Financial advisers and institutions in Missouri must have clients sign disclosure forms when an investment option could rely on environment, social and governance scores or prioritize elements that may not yield maximum profits. The new rule went into effect at the end of July and is intended to protect investors from “woke” policies that harm returns. It comes as the S&P has dropped ESG as a consideration.
Neighboring Kansas also has a new law reigning in ESG decisions. The rule, which Democrat Gov. Laura Kelly allowed to go into law without her signature, prevents government officials from using ESG factors in investing public funds or deciding who receives government contracts.
ESG, which stands for environmental, social and governance, is considered by many to be an investment scam foisted upon corporations by the left. In the last three years, it forced companies to support political goals including pride celebrations, the closure of effective energy production such as oil and clean coal, and support for self-described Marxist organizations such as the founders of Black Lives Matter.
#ElonMusk called the environmental, social, and governance #ESG scoring “a scam” in a series of Tweets, citing S&P Global’s inclusion of ExxonMobil Corporation in its ESG Index while his own electric car company, #Tesla Motors, was removed.
— NTD News (@NTDNews) May 20, 2022
Republican Secretary of State Jay Ashcroft enacted the rule under his authority to regulate securities, according to “Missouri Independent.” He said the rule is directed at investors who are “going to make a discretionary trade recommendation, and that recommendation is wholly or in part based on something other than getting the maximum financial return. They need to disclose that and get approval.”

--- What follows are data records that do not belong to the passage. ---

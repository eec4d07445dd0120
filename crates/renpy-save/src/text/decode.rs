//! Tagged JSON → graph.

use num_bigint::BigInt;
use rustc_hash::FxHashMap;
use serde_json::{Map, Number, Value as Json};
use tracing::debug;

use crate::error::{TextErrorKind, TextFormatError};
use crate::limits::MAX_NESTING;
use crate::model::{Constructor, Graph, Instance, Node, NodeId, State, Value, ValueMap, ValueSet};
use crate::registry::{TypeKind, TypeRegistry};
use crate::text::{json_kind, Path, ARGS, CLASS, ID, KIND, MODULE, NEWARGS, SINGLE_KEY_TAGS, STATE, VALUE};

/// Rebuilds a graph from its tagged JSON form, resolving class names
/// through `registry`.
pub fn from_text(document: &Json, registry: &TypeRegistry) -> Result<(Graph, Value), TextFormatError> {
    from_text_at(document, registry, "")
}

/// Like [`from_text`], with error paths prefixed by `root`.
pub(crate) fn from_text_at(
    document: &Json,
    registry: &TypeRegistry,
    root: &str,
) -> Result<(Graph, Value), TextFormatError> {
    let mut decoder = TextDecoder {
        registry,
        graph: Graph::new(),
        anchors: FxHashMap::default(),
        path: Path::new(root),
        depth: 0,
    };
    let value = decoder.value(document)?;
    debug!(
        nodes = decoder.graph.len(),
        anchors = decoder.anchors.len(),
        "rebuilt graph from text"
    );
    Ok((decoder.graph, value))
}

/// What a JSON object stands for.
enum Form<'a> {
    Instance,
    Tag(&'a str, &'a Json),
    Anchor,
    Record,
}

fn classify(obj: &Map<String, Json>) -> Form<'_> {
    if obj.contains_key(CLASS) || obj.contains_key(MODULE) {
        return Form::Instance;
    }
    if obj.len() == 1 {
        if let Some((key, body)) = obj.iter().next() {
            if SINGLE_KEY_TAGS.contains(&key.as_str()) {
                return Form::Tag(key, body);
            }
        }
    }
    if obj.len() == 2 && obj.contains_key(ID) && obj.contains_key(VALUE) {
        return Form::Anchor;
    }
    Form::Record
}

fn number(n: &Number) -> Value {
    if let Some(v) = n.as_i64() {
        Value::int(v)
    } else if let Some(v) = n.as_u64() {
        Value::Int(BigInt::from(v))
    } else {
        Value::Float(n.as_f64().unwrap_or(f64::NAN))
    }
}

fn parse_float(text: &str) -> Option<f64> {
    match text {
        "nan" => Some(f64::NAN),
        "inf" => Some(f64::INFINITY),
        "-inf" => Some(f64::NEG_INFINITY),
        other => other.parse().ok(),
    }
}

struct TextDecoder<'r> {
    registry: &'r TypeRegistry,
    graph: Graph,
    anchors: FxHashMap<u64, NodeId>,
    path: Path,
    depth: usize,
}

impl TextDecoder<'_> {
    fn value(&mut self, json: &Json) -> Result<Value, TextFormatError> {
        self.depth += 1;
        if self.depth > MAX_NESTING {
            return Err(self.path.error(TextErrorKind::NestingTooDeep { max: MAX_NESTING }));
        }
        let value = match json {
            Json::Null => Value::None,
            Json::Bool(b) => Value::Bool(*b),
            Json::Number(n) => number(n),
            Json::String(s) => Value::Str(s.clone()),
            Json::Array(items) => {
                let id = self.graph.add(Node::Sequence(Vec::new()));
                self.fill_sequence(id, items)?;
                Value::Ref(id)
            }
            Json::Object(obj) => match classify(obj) {
                Form::Instance => self.instance(obj)?,
                Form::Tag(tag, body) => self.tagged(tag, body)?,
                Form::Anchor => self.anchored(obj)?,
                Form::Record => {
                    let id = self.graph.add(Node::Mapping(ValueMap::default()));
                    self.fill_record(id, obj)?;
                    Value::Ref(id)
                }
            },
        };
        self.depth -= 1;
        Ok(value)
    }

    fn expected(&self, context: &'static str, expected: &'static str, found: &Json) -> TextFormatError {
        self.path.error(TextErrorKind::Expected {
            context,
            expected,
            found: json_kind(found),
        })
    }

    fn tagged(&mut self, tag: &str, body: &Json) -> Result<Value, TextFormatError> {
        let text = |this: &Self, context: &'static str| {
            body.as_str().ok_or_else(|| this.expected(context, "string", body))
        };
        let invalid = |this: &Self, context: &'static str, text: &str| {
            this.path.error(TextErrorKind::InvalidLiteral {
                context,
                text: text.to_owned(),
            })
        };

        match tag {
            "ref" => {
                let id = body.as_u64().ok_or_else(|| self.expected("ref", "unsigned integer", body))?;
                let node = self
                    .anchors
                    .get(&id)
                    .ok_or_else(|| self.path.error(TextErrorKind::DanglingRef { id }))?;
                Ok(Value::Ref(*node))
            }
            "int" => {
                let s = text(self, "int")?;
                s.parse::<BigInt>().map(Value::Int).map_err(|_| invalid(self, "int", s))
            }
            "float" => {
                let s = text(self, "float")?;
                parse_float(s).map(Value::Float).ok_or_else(|| invalid(self, "float", s))
            }
            "bytes" => {
                let s = text(self, "bytes")?;
                hex::decode(s).map(Value::Bytes).map_err(|_| invalid(self, "bytes", s))
            }
            "global" => match body.as_array().map(Vec::as_slice) {
                Some([Json::String(module), Json::String(name)]) => {
                    Ok(Value::Global(self.registry.resolve(module, name)))
                }
                _ => Err(self.expected("global", "[module, name] array", body)),
            },
            "tuple" => {
                let items = body.as_array().ok_or_else(|| self.expected("tuple", "array", body))?;
                let outer = self.path.push("tuple");
                let mut out = Vec::with_capacity(items.len());
                for (i, item) in items.iter().enumerate() {
                    let mark = self.path.push(i);
                    out.push(self.value(item)?);
                    self.path.truncate(mark);
                }
                self.path.truncate(outer);
                Ok(Value::Tuple(out))
            }
            "set" => {
                let id = self.graph.add(Node::Set(ValueSet::default()));
                self.fill_set(id, body)?;
                Ok(Value::Ref(id))
            }
            "pairs" => {
                let id = self.graph.add(Node::Mapping(ValueMap::default()));
                self.fill_pairs(id, body)?;
                Ok(Value::Ref(id))
            }
            _ => unreachable!("classify only yields known tags"),
        }
    }

    fn anchor_id(&mut self, json: &Json) -> Result<u64, TextFormatError> {
        let mark = self.path.push(ID);
        let id = json.as_u64().ok_or_else(|| self.expected("id", "unsigned integer", json))?;
        if self.anchors.contains_key(&id) {
            return Err(self.path.error(TextErrorKind::DuplicateId { id }));
        }
        self.path.truncate(mark);
        Ok(id)
    }

    /// `{"id": n, "value": ...}` around a list, dict or set.
    ///
    /// The empty node is registered under its id before the body is read
    /// so the body can refer back to it.
    fn anchored(&mut self, obj: &Map<String, Json>) -> Result<Value, TextFormatError> {
        let anchor = self.anchor_id(&obj[ID])?;
        let body = &obj[VALUE];

        let mark = self.path.push(VALUE);
        let id = match body {
            Json::Array(items) => {
                let id = self.graph.add(Node::Sequence(Vec::new()));
                self.anchors.insert(anchor, id);
                self.fill_sequence(id, items)?;
                id
            }
            Json::Object(inner) => match classify(inner) {
                Form::Tag("set", members) => {
                    let id = self.graph.add(Node::Set(ValueSet::default()));
                    self.anchors.insert(anchor, id);
                    self.fill_set(id, members)?;
                    id
                }
                Form::Tag("pairs", pairs) => {
                    let id = self.graph.add(Node::Mapping(ValueMap::default()));
                    self.anchors.insert(anchor, id);
                    self.fill_pairs(id, pairs)?;
                    id
                }
                Form::Record => {
                    let id = self.graph.add(Node::Mapping(ValueMap::default()));
                    self.anchors.insert(anchor, id);
                    self.fill_record(id, inner)?;
                    id
                }
                _ => return Err(self.expected("anchored value", "list, dict or set", body)),
            },
            other => return Err(self.expected("anchored value", "list, dict or set", other)),
        };
        self.path.truncate(mark);
        Ok(Value::Ref(id))
    }

    fn instance(&mut self, obj: &Map<String, Json>) -> Result<Value, TextFormatError> {
        const KEYS: &[&str] = &[CLASS, MODULE, STATE, ID, KIND, ARGS, NEWARGS];
        if let Some(key) = obj.keys().find(|k| !KEYS.contains(&k.as_str())) {
            return Err(self.path.error(TextErrorKind::UnexpectedKey {
                tag: "instance",
                key: key.clone(),
            }));
        }
        if obj.contains_key(ARGS) && obj.contains_key(NEWARGS) {
            return Err(self.path.error(TextErrorKind::UnexpectedKey {
                tag: "instance",
                key: NEWARGS.to_owned(),
            }));
        }
        let field = |this: &Self, key: &'static str| match obj.get(key) {
            Some(Json::String(s)) => Ok(s.as_str()),
            Some(other) => Err(this.expected(key, "string", other)),
            None => Err(this.path.error(TextErrorKind::MissingKey { tag: "instance", key })),
        };
        let name = field(self, CLASS)?;
        let module = field(self, MODULE)?;

        let ty = self.registry.resolve(module, name);
        if let Some(kind) = obj.get(KIND) {
            let mark = self.path.push(KIND);
            let text = kind.as_str().ok_or_else(|| self.expected(KIND, "string", kind))?;
            let kind = TypeKind::from_name(text).ok_or_else(|| {
                self.path.error(TextErrorKind::InvalidLiteral {
                    context: KIND,
                    text: text.to_owned(),
                })
            })?;
            self.registry
                .refine(&ty, kind)
                .map_err(|e| self.path.error(TextErrorKind::Registry(e)))?;
            self.path.truncate(mark);
        }
        let id = self.graph.add(Node::Instance(Instance::shell(ty.clone())));
        if let Some(anchor) = obj.get(ID) {
            let anchor = self.anchor_id(anchor)?;
            self.anchors.insert(anchor, id);
        }

        let ctor = match (obj.get(ARGS), obj.get(NEWARGS)) {
            (Some(args), _) => Some(Constructor::Call(self.arguments(ARGS, args)?)),
            (None, Some(args)) => Some(Constructor::New(self.arguments(NEWARGS, args)?)),
            (None, None) => None,
        };
        if let (Some(ctor), Node::Instance(inst)) = (ctor, &mut self.graph[id]) {
            inst.ctor = ctor;
        }

        let state = match obj.get(STATE) {
            Some(json) => {
                let mark = self.path.push(STATE);
                let state = self.value(json)?;
                self.path.truncate(mark);
                state
            }
            None => Value::None,
        };
        let state = State::shape(&self.graph, ty.kind(), state).map_err(|found| {
            self.path.error(TextErrorKind::StateShape {
                module: module.to_owned(),
                name: name.to_owned(),
                kind: ty.kind(),
                found,
            })
        })?;
        if let Node::Instance(inst) = &mut self.graph[id] {
            inst.state = state;
        }
        Ok(Value::Ref(id))
    }

    fn arguments(&mut self, key: &'static str, json: &Json) -> Result<Vec<Value>, TextFormatError> {
        let outer = self.path.push(key);
        let items = json.as_array().ok_or_else(|| self.expected(key, "array", json))?;
        let mut out = Vec::with_capacity(items.len());
        for (i, item) in items.iter().enumerate() {
            let mark = self.path.push(i);
            out.push(self.value(item)?);
            self.path.truncate(mark);
        }
        self.path.truncate(outer);
        Ok(out)
    }

    fn fill_sequence(&mut self, id: NodeId, items: &[Json]) -> Result<(), TextFormatError> {
        let mut out = Vec::with_capacity(items.len());
        for (i, item) in items.iter().enumerate() {
            let mark = self.path.push(i);
            out.push(self.value(item)?);
            self.path.truncate(mark);
        }
        self.graph[id] = Node::Sequence(out);
        Ok(())
    }

    fn fill_set(&mut self, id: NodeId, body: &Json) -> Result<(), TextFormatError> {
        let outer = self.path.push("set");
        let members = body.as_array().ok_or_else(|| self.expected("set", "array", body))?;
        let mut out = ValueSet::with_capacity_and_hasher(members.len(), Default::default());
        for (i, member) in members.iter().enumerate() {
            let mark = self.path.push(i);
            out.insert(self.value(member)?);
            self.path.truncate(mark);
        }
        self.path.truncate(outer);
        self.graph[id] = Node::Set(out);
        Ok(())
    }

    fn fill_pairs(&mut self, id: NodeId, body: &Json) -> Result<(), TextFormatError> {
        let outer = self.path.push("pairs");
        let pairs = body.as_array().ok_or_else(|| self.expected("pairs", "array", body))?;
        let mut out = ValueMap::with_capacity_and_hasher(pairs.len(), Default::default());
        for (i, pair) in pairs.iter().enumerate() {
            let entry = self.path.push(i);
            let Some([key, value]) = pair.as_array().map(Vec::as_slice) else {
                return Err(self.expected("pairs entry", "[key, value] array", pair));
            };
            let mark = self.path.push(0);
            let key = self.value(key)?;
            self.path.truncate(mark);
            let mark = self.path.push(1);
            let value = self.value(value)?;
            self.path.truncate(mark);
            self.path.truncate(entry);
            out.insert(key, value);
        }
        self.path.truncate(outer);
        self.graph[id] = Node::Mapping(out);
        Ok(())
    }

    fn fill_record(&mut self, id: NodeId, obj: &Map<String, Json>) -> Result<(), TextFormatError> {
        let mut out = ValueMap::with_capacity_and_hasher(obj.len(), Default::default());
        for (key, value) in obj {
            let mark = self.path.push(key);
            let value = self.value(value)?;
            self.path.truncate(mark);
            out.insert(Value::Str(key.clone()), value);
        }
        self.graph[id] = Node::Mapping(out);
        Ok(())
    }
}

Ashcroft said that while Missouri is taking an innovative approach to regulating ESG practices, he believes the state could set the precedent for other secretaries of state who control securities with similar control over investment rules. He speculated that Wyoming, Mississippi and Georgia might follow Missouri’s lead. The rule gives people a choice of pursuing investments for maximum profit or potentially compromising some of that profit to invest in companies that align with their values, he said.
“We didn’t want to preclude people from being able to invest in anything, because once again, it’s their money,” Ashcroft said.
The rule, 15 CSR 30-51.170, requires written consent for ESG-related transactions either at the beginning of a person’s relationship with their financial advisor, when a broker is advising on a sale of a security or commodity or when a broker is selecting a third party to manage the investments in someone’s account.
The Missouri Chamber of Commerce criticized the rule.
“We’ve had pretty extensive conversations with the secretary of state’s office,” said Phillip Arnzen, head of governmental affairs for the chamber. “And they did a slight revision, but it did not address the concerns. This rule, it’s so vague that you could look at it and almost every single transaction, you could say, theoretically, you’re going to need this consent form.”
While its public face is primarily “environental” and “green energy”, Elon Musk has stated “ESG is a scam. It has been weaponized by phony social justice warriors.”
Ashcroft rejected criticism that the rule isn’t clear. “Are they against telling people and disclosing how their money is going to be invested?” he said.
Missouri last year, under then-state Treasurer Scott Fitzpatrick, pulled $500 million of the state’s pension funds out of controversial BlackRock funds.
In a press release explaining the decision, Fitzpatrick, who is now the state auditor, revealed that BlackRock betrayed shareholders after those with voting power in the company elected members of a small climate activism hedge fund to Exxon’s board. He called the action shareholder activism. Fitzpatrick said the move caused Exxon to backtrack on planned expansion of oil and gas production, causing investor harm.
Other attorneys general are looking at the new Missouri rule to be a model for similar protections in their states.